Kissinger still at work covering up his war crimes

/kissinger-still-at-work-covering-up-his

  • #Kissinger still at work covering up his war #crimes
    http://warincontext.org/2014/09/08/kissinger-still-at-work-covering-up-his-war-crimes

    In an interview broadcast on NPR on Saturday, “realist” supremo, Henry Kissinger, made this extraordinary statement:

    I think we would find, if you study the conduct of [the military], that the Obama administration has hit more targets on a broader scale than the Nixon administration ever did. And, of course, B-52s have a different bombing pattern.

    On the other hand, drones are far more deadly because they are much more accurate. And I think the principle is essentially the same. You attack locations where you believe people operate who are killing you. You do it in the most limited way possible. And I bet if one did an honest account, there were fewer civilian casualties in Cambodia than there have been from American drone attacks.

    Obviously, Kissinger’s purpose in making this claim is not to portray President Obama as a war criminal. After all, Obama often acts like one of Kissinger’s most devoted students.

    Kissinger wants to be seen as having done during the Vietnam war what any American in his position would have done. And since from the American public there has been little opposition to Obama’s use of drones, Kissinger hopes to liken himself to Obama and thereby shed his image as a war criminal.

    There’s no doubt that Obama’s use of drones has been cynical, counter-productive, and indeed a criminal exercise in extra-judicial killing. But for Kissinger to claim that more civilians have been killed by drones than he killed by carpet bombing Cambodia is outrageous, absurd, and patently false.

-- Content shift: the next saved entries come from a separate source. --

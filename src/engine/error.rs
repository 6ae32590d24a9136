// ==========================================
// 生产线平衡引擎 - 引擎层错误类型
// ==========================================
// 工具: thiserror 派生宏
// 原则: 所有错误均可在会话编辑层面恢复,不影响宿主进程
// ==========================================

use crate::domain::types::{InstanceId, OperatorId, SessionPhase};
use thiserror::Error;

/// 平衡引擎错误类型
#[derive(Error, Debug, Clone, PartialEq)]
pub enum BalancingError {
    // ===== 产品/工序清单 =====
    #[error("产品状态无效: product_id={product_id}, {reason}")]
    InvalidProductState { product_id: String, reason: String },

    #[error("产品无工序清单: product_id={product_id}")]
    NoOperationListFound { product_id: String },

    #[error("工序数据降级: 小时产能为 0, operation_ids={operation_ids:?}")]
    DegradedOperationData { operation_ids: Vec<String> },

    // ===== 产能不变量 =====
    #[error("工序无剩余产能: operation_id={operation_id}")]
    NoCapacityRemaining { operation_id: String },

    #[error("超出剩余产能: operation_id={operation_id}, requested_delta={requested_delta}, pending={pending}")]
    CapacityExceeded {
        operation_id: String,
        requested_delta: u32,
        pending: u32,
    },

    // ===== 引用查找 =====
    #[error("分配实例不存在: operator={operator_id}, instance_id={instance_id}")]
    AssignmentNotFound {
        operator_id: OperatorId,
        instance_id: InstanceId,
    },

    #[error("操作员不存在: {0}")]
    OperatorNotFound(OperatorId),

    #[error("工序不存在: {0}")]
    OperationNotFound(String),

    // ===== 输入校验（交互层拒绝） =====
    #[error("数量无效: {0}")]
    InvalidQuantity(i64),

    #[error("操作被拒绝: {0}")]
    InvalidIntent(String),

    #[error("人数无效: {0}（必须为正整数）")]
    InvalidHeadcount(i64),

    // ===== 会话状态 =====
    #[error("已保存会话数据不一致: {0}")]
    InvalidSavedSession(String),

    #[error("不变量被破坏: {0}")]
    InvariantViolation(String),

    #[error("会话未激活: phase={0}")]
    SessionNotActive(SessionPhase),

    // ===== 持久化 =====
    #[error("会话保存失败: {0}")]
    PersistenceFailure(String),
}

impl BalancingError {
    /// 是否为本地可恢复的不变量拒绝（变更被拒绝,状态未改变）
    pub fn is_recoverable(&self) -> bool {
        matches!(
            self,
            BalancingError::NoCapacityRemaining { .. }
                | BalancingError::CapacityExceeded { .. }
                | BalancingError::AssignmentNotFound { .. }
                | BalancingError::OperatorNotFound(_)
                | BalancingError::OperationNotFound(_)
                | BalancingError::InvalidQuantity(_)
                | BalancingError::InvalidIntent(_)
                | BalancingError::InvalidHeadcount(_)
        )
    }

    /// 是否阻断流程进入下一步（选择产品 → 平衡 → 保存）
    pub fn blocks_workflow(&self) -> bool {
        matches!(
            self,
            BalancingError::InvalidProductState { .. }
                | BalancingError::NoOperationListFound { .. }
                | BalancingError::DegradedOperationData { .. }
                | BalancingError::InvalidSavedSession(_)
        )
    }
}

/// Result 类型别名
pub type BalancingResult<T> = Result<T, BalancingError>;

// ==========================================
// 外部协作方错误（工序清单 / 会话加载 / 持久化网关）
// ==========================================

/// 网关错误类型
///
/// 实现方（仓储层）负责把自身错误折算到这里
#[derive(Error, Debug, Clone, PartialEq)]
pub enum GatewayError {
    #[error("记录不存在: {entity} id={id}")]
    NotFound { entity: String, id: String },

    /// 存储暂不可用（连接失败、锁获取失败、保存被取消）
    #[error("存储不可用: {0}")]
    Unavailable(String),

    #[error("存储操作失败: {0}")]
    Storage(String),
}

pub type GatewayResult<T> = Result<T, GatewayError>;
// ==========================================
// 生产线平衡引擎 - 操作员与工序分配领域模型
// ==========================================
// 职责: 操作员槽位及其名下的工序分配实例
// 约束: 分配实例通过 operation_id 关联工序产能池
// ==========================================

use crate::domain::types::{InstanceId, OperatorId};
use serde::{Deserialize, Serialize};

// ==========================================
// OperationAssignment - 工序分配实例
// ==========================================
#[derive(Debug, Clone, PartialEq, Eq, Serialize, Deserialize)]
pub struct OperationAssignment {
    pub instance_id: InstanceId,
    pub operation_id: String,
    pub operator_id: OperatorId,
    pub assigned_units_per_hour: u32, // > 0
}

// ==========================================
// Operator - 操作员槽位
// ==========================================
#[derive(Debug, Clone, PartialEq, Serialize, Deserialize)]
pub struct Operator {
    pub operator_id: OperatorId,
    pub display_name: String,
    pub assignments: Vec<OperationAssignment>,
}

impl Operator {
    /// 创建空槽位
    pub fn empty(operator_id: OperatorId, display_name: impl Into<String>) -> Self {
        Self {
            operator_id,
            display_name: display_name.into(),
            assignments: Vec::new(),
        }
    }

    /// 默认显示名称: "{prefix} {position}"（position 从 1 开始）
    pub fn default_name(prefix: &str, position: usize) -> String {
        format!("{} {}", prefix, position)
    }

    pub fn find_assignment(&self, instance_id: InstanceId) -> Option<&OperationAssignment> {
        self.assignments
            .iter()
            .find(|a| a.instance_id == instance_id)
    }

    pub fn find_assignment_mut(
        &mut self,
        instance_id: InstanceId,
    ) -> Option<&mut OperationAssignment> {
        self.assignments
            .iter_mut()
            .find(|a| a.instance_id == instance_id)
    }

    /// 名下所有分配的 UPH 合计（跨工序,仅用于展示）
    pub fn total_assigned_units(&self) -> u64 {
        self.assignments
            .iter()
            .map(|a| a.assigned_units_per_hour as u64)
            .sum()
    }
}
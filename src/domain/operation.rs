// ==========================================
// 生产线平衡引擎 - 工序与工序产能领域模型
// ==========================================
// 职责: 工序参考数据 (SAM) 与未分配产能池条目
// 红线: assigned_units_per_hour 始终落在 [0, total_units_per_hour]
// ==========================================

use crate::domain::types::MINUTES_PER_HOUR;
use serde::{Deserialize, Serialize};

// ==========================================
// Operation - 工序
// ==========================================
// 会话期间不可变
#[derive(Debug, Clone, PartialEq, Serialize, Deserialize)]
pub struct Operation {
    pub id: String,                  // 工序编号
    pub name: String,                // 工序名称
    pub process_id: String,          // 工艺类别
    pub standard_time_minutes: f64,  // 标准工时 SAM (分钟/件)
}

impl Operation {
    pub fn new(
        id: impl Into<String>,
        name: impl Into<String>,
        process_id: impl Into<String>,
        standard_time_minutes: f64,
    ) -> Self {
        Self {
            id: id.into(),
            name: name.into(),
            process_id: process_id.into(),
            standard_time_minutes,
        }
    }

    /// 是否可产出（小时产能取整后至少 1 件）
    ///
    /// SAM 非正、非有限值或超过 120 分钟时不可产出
    pub fn is_producible(&self) -> bool {
        self.total_units_per_hour() > 0
    }

    /// 单工序小时产能 = round(60 / SAM)
    ///
    /// # 返回
    /// SAM 非正时返回 0;SAM 超过 120 分钟时取整为 0
    pub fn total_units_per_hour(&self) -> u32 {
        if !self.standard_time_minutes.is_finite() || self.standard_time_minutes <= 0.0 {
            return 0;
        }
        let uph = (MINUTES_PER_HOUR / self.standard_time_minutes).round();
        if uph >= u32::MAX as f64 {
            u32::MAX
        } else {
            uph as u32
        }
    }
}

// ==========================================
// OperationCapacity - 工序产能池条目
// ==========================================
// pending 由 total - assigned 推导,不单独存储
#[derive(Debug, Clone, PartialEq, Eq, Serialize, Deserialize)]
pub struct OperationCapacity {
    pub operation_id: String,
    pub total_units_per_hour: u32,
    pub assigned_units_per_hour: u32,
}

impl OperationCapacity {
    /// 以工序创建空产能条目
    pub fn for_operation(operation: &Operation) -> Self {
        Self {
            operation_id: operation.id.clone(),
            total_units_per_hour: operation.total_units_per_hour(),
            assigned_units_per_hour: 0,
        }
    }

    /// 待分配产能
    pub fn pending_units_per_hour(&self) -> u32 {
        self.total_units_per_hour
            .saturating_sub(self.assigned_units_per_hour)
    }

    /// 是否已全部分配
    pub fn is_fully_assigned(&self) -> bool {
        self.pending_units_per_hour() == 0
    }

    /// 已分配比例 (0.0 - 1.0)
    pub fn assigned_ratio(&self) -> f64 {
        if self.total_units_per_hour == 0 {
            return 0.0;
        }
        self.assigned_units_per_hour as f64 / self.total_units_per_hour as f64
    }
}

#[cfg(test)]
mod tests {
    use super::*;

    #[test]
    fn test_total_units_per_hour_rounds() {
        assert_eq!(Operation::new("O1", "合缝", "SEW", 1.0).total_units_per_hour(), 60);
        // 60 / 0.7 = 85.71 → 86
        assert_eq!(Operation::new("O2", "锁边", "SEW", 0.7).total_units_per_hour(), 86);
        // 60 / 1.6 = 37.5 → 38
        assert_eq!(Operation::new("O3", "包装", "PACK", 1.6).total_units_per_hour(), 38);
    }

    #[test]
    fn test_non_positive_sam_is_not_producible() {
        let zero = Operation::new("O1", "检验", "QC", 0.0);
        let negative = Operation::new("O2", "检验", "QC", -1.0);
        let nan = Operation::new("O3", "检验", "QC", f64::NAN);

        for op in [zero, negative, nan] {
            assert!(!op.is_producible());
            assert_eq!(op.total_units_per_hour(), 0);
        }
    }

    #[test]
    fn test_sam_above_two_hours_rounds_to_zero_capacity() {
        // 60 / 120 = 0.5 → 1
        let edge = Operation::new("O1", "整烫", "PRESS", 120.0);
        assert_eq!(edge.total_units_per_hour(), 1);
        assert!(edge.is_producible());

        // 60 / 150 = 0.4 → 0
        let slow = Operation::new("O2", "手工绣花", "EMB", 150.0);
        assert_eq!(slow.total_units_per_hour(), 0);
        assert!(!slow.is_producible());
    }

    #[test]
    fn test_capacity_pending_is_complement() {
        let op = Operation::new("O1", "合缝", "SEW", 1.0);
        let mut capacity = OperationCapacity::for_operation(&op);
        assert_eq!(capacity.pending_units_per_hour(), 60);

        capacity.assigned_units_per_hour = 45;
        assert_eq!(capacity.pending_units_per_hour(), 15);
        assert_eq!(
            capacity.assigned_units_per_hour + capacity.pending_units_per_hour(),
            capacity.total_units_per_hour
        );
        assert!((capacity.assigned_ratio() - 0.75).abs() < 1e-12);
        assert!(!capacity.is_fully_assigned());
    }
}
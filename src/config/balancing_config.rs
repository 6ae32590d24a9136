// ==========================================
// 生产线平衡引擎 - 平衡配置与读取 Trait
// ==========================================
// 职责: 定义平衡引擎所需的配置项及读取接口（不包含实现）
// 实现者: ConfigManager（从 config_kv 表读取）
// ==========================================

use async_trait::async_trait;
use serde::{Deserialize, Serialize};
use std::error::Error;

/// 平衡引擎配置
#[derive(Debug, Clone, PartialEq, Serialize, Deserialize)]
pub struct BalancingConfig {
    /// 选择产品时的默认人数
    pub default_headcount: u32,
    /// 默认操作员名称前缀（"Operator 1"）
    pub operator_name_prefix: String,
    /// 保存超时（毫秒）
    pub save_timeout_ms: u64,
    /// 存在无产能工序时是否阻止保存
    pub block_save_on_degraded_data: bool,
}

impl Default for BalancingConfig {
    fn default() -> Self {
        Self {
            default_headcount: 1,
            operator_name_prefix: "Operator".to_string(),
            save_timeout_ms: 10_000,
            block_save_on_degraded_data: true,
        }
    }
}

// ==========================================
// BalancingConfigReader Trait
// ==========================================
#[async_trait]
pub trait BalancingConfigReader: Send + Sync {
    /// 默认人数（默认 1）
    async fn get_default_headcount(&self) -> Result<u32, Box<dyn Error>>;

    /// 操作员名称前缀（默认 "Operator"）
    async fn get_operator_name_prefix(&self) -> Result<String, Box<dyn Error>>;

    /// 保存超时毫秒（默认 10000）
    async fn get_save_timeout_ms(&self) -> Result<u64, Box<dyn Error>>;

    /// 降级数据是否阻止保存（默认 true）
    async fn get_block_save_on_degraded_data(&self) -> Result<bool, Box<dyn Error>>;

    /// 读取完整配置
    async fn load_balancing_config(&self) -> Result<BalancingConfig, Box<dyn Error>> {
        let default_headcount = self.get_default_headcount().await?;
        let operator_name_prefix = self.get_operator_name_prefix().await?;
        let save_timeout_ms = self.get_save_timeout_ms().await?;
        let block_save_on_degraded_data = self.get_block_save_on_degraded_data().await?;

        Ok(BalancingConfig {
            default_headcount,
            operator_name_prefix,
            save_timeout_ms,
            block_save_on_degraded_data,
        })
    }
}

    The Bureau for Investigative Journalism has been the leader in documenting the effects of America’s drone wars. Its estimate of the number of casualties in Pakistan, Yemen, and Somalia since 2002 is at least 571 and at most 1225 civilian deaths.

    In the four-year secret bombing campaign of Cambodia which Kissinger instigated, “the U.S. dropped 540,000 tons of bombs, killing anywhere from 150,000 to 500,000 civilians.”